◆ **Provided material**

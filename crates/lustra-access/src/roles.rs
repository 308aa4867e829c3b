#![allow(clippy::match_same_arms)]
//! Role definitions for the portal.
//!
//! Defines 7 roles with escalating privileges:
//! - Guest: Unauthenticated visitor (most restrictive)
//! - Customer: Client-side login, sees own client's data
//! - Staff: Field cleaner, sees assigned stores
//! - Concierge: On-site coordinator for a set of stores
//! - Manager: Operations manager across clients and stores
//! - Developer: Engineering access, bypasses route rules
//! - Admin: Full access (least restrictive)

use serde::{Deserialize, Serialize};

/// Role in the access control system.
///
/// Roles are ordered from least to most privileged:
/// Guest < Customer < Staff < Concierge < Manager < Developer < Admin
#[derive(Debug, Clone, Copy, PartialEq, Eq, PartialOrd, Ord, Hash, Serialize, Deserialize)]
#[serde(rename_all = "snake_case")]
pub enum Role {
    /// Unauthenticated visitor.
    ///
    /// Any session without a recognized role resolves to Guest, so the
    /// Guest grants are the floor of the whole policy.
    Guest,

    /// Customer login belonging to a client organization.
    ///
    /// **Sees:**
    /// - Own client's contract, billing, and store records
    /// - Nothing belonging to other clients
    Customer,

    /// Field staff performing cleaning jobs.
    ///
    /// **Sees:**
    /// - Stores on their assignment list, including key/access info
    /// - Job reports for those stores
    Staff,

    /// On-site coordinator managing staff at a set of stores.
    ///
    /// **Sees:**
    /// - Client directory entries for their stores
    /// - Store schedules and job reports within their assignments
    Concierge,

    /// Operations manager.
    ///
    /// **Sees:**
    /// - All clients, stores, and job data
    /// - Can edit records; cannot hard-delete them
    Manager,

    /// Engineering access for the portal itself.
    ///
    /// Bypasses route rules entirely (same as Admin) so unreleased
    /// pages stay reachable in test environments.
    Developer,

    /// Administrator with full access.
    Admin,
}

impl Role {
    /// All declared roles, least privileged first.
    pub const ALL: [Role; 7] = [
        Role::Guest,
        Role::Customer,
        Role::Staff,
        Role::Concierge,
        Role::Manager,
        Role::Developer,
        Role::Admin,
    ];

    /// Stable string identifier used at the session boundary.
    pub fn ident(&self) -> &'static str {
        match self {
            Role::Guest => "guest",
            Role::Customer => "customer",
            Role::Staff => "staff",
            Role::Concierge => "concierge",
            Role::Manager => "manager",
            Role::Developer => "developer",
            Role::Admin => "admin",
        }
    }

    /// Human-readable name for display surfaces.
    pub fn display_name(&self) -> &'static str {
        match self {
            Role::Guest => "Guest",
            Role::Customer => "Customer",
            Role::Staff => "Cleaning Staff",
            Role::Concierge => "Concierge",
            Role::Manager => "Operations Manager",
            Role::Developer => "Developer",
            Role::Admin => "Administrator",
        }
    }

    /// Parses a role identifier. Returns `None` for unknown identifiers.
    ///
    /// Matching is exact and case-sensitive; identifiers come from the
    /// session store, not from user input.
    pub fn from_ident(ident: &str) -> Option<Role> {
        match ident {
            "guest" => Some(Role::Guest),
            "customer" => Some(Role::Customer),
            "staff" => Some(Role::Staff),
            "concierge" => Some(Role::Concierge),
            "manager" => Some(Role::Manager),
            "developer" => Some(Role::Developer),
            "admin" => Some(Role::Admin),
            _ => None,
        }
    }

    /// Parses a role identifier, treating anything unknown as [`Role::Guest`].
    ///
    /// This is the boundary contract: a missing or corrupted session
    /// role degrades to the most restrictive grants instead of erroring.
    pub fn from_ident_or_guest(ident: &str) -> Role {
        Role::from_ident(ident).unwrap_or(Role::Guest)
    }

    /// Returns whether this role skips route rules entirely.
    ///
    /// Admin and Developer may navigate to any path, listed or not,
    /// without consulting the route table.
    pub fn bypasses_route_rules(&self) -> bool {
        matches!(self, Role::Admin | Role::Developer)
    }
}

#[cfg(test)]
mod tests {
    use super::*;

    #[test]
    fn test_role_ordering() {
        assert!(Role::Guest < Role::Customer);
        assert!(Role::Customer < Role::Staff);
        assert!(Role::Staff < Role::Concierge);
        assert!(Role::Concierge < Role::Manager);
        assert!(Role::Manager < Role::Developer);
        assert!(Role::Developer < Role::Admin);
    }

    #[test]
    fn test_ident_round_trip() {
        for role in Role::ALL {
            assert_eq!(Role::from_ident(role.ident()), Some(role));
        }
    }

    #[test]
    fn test_unknown_ident_degrades_to_guest() {
        assert_eq!(Role::from_ident("superuser"), None);
        assert_eq!(Role::from_ident_or_guest("superuser"), Role::Guest);
        assert_eq!(Role::from_ident_or_guest(""), Role::Guest);
        // Case-sensitive on purpose.
        assert_eq!(Role::from_ident_or_guest("Admin"), Role::Guest);
    }

    #[test]
    fn test_route_rule_bypass() {
        assert!(Role::Admin.bypasses_route_rules());
        assert!(Role::Developer.bypasses_route_rules());
        assert!(!Role::Manager.bypasses_route_rules());
        assert!(!Role::Concierge.bypasses_route_rules());
        assert!(!Role::Staff.bypasses_route_rules());
        assert!(!Role::Customer.bypasses_route_rules());
        assert!(!Role::Guest.bypasses_route_rules());
    }

    #[test]
    fn test_serde_uses_snake_case_idents() {
        let json = serde_json::to_string(&Role::Concierge).unwrap();
        assert_eq!(json, "\"concierge\"");

        let back: Role = serde_json::from_str("\"staff\"").unwrap();
        assert_eq!(back, Role::Staff);
    }
}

◆ **Aim of the task**
Go over the listing above and copy out each line that includes "contract".

◆ **Solution**
    /// - Own client's contract, billing, and store records
    /// This is the boundary contract: a missing or corrupted session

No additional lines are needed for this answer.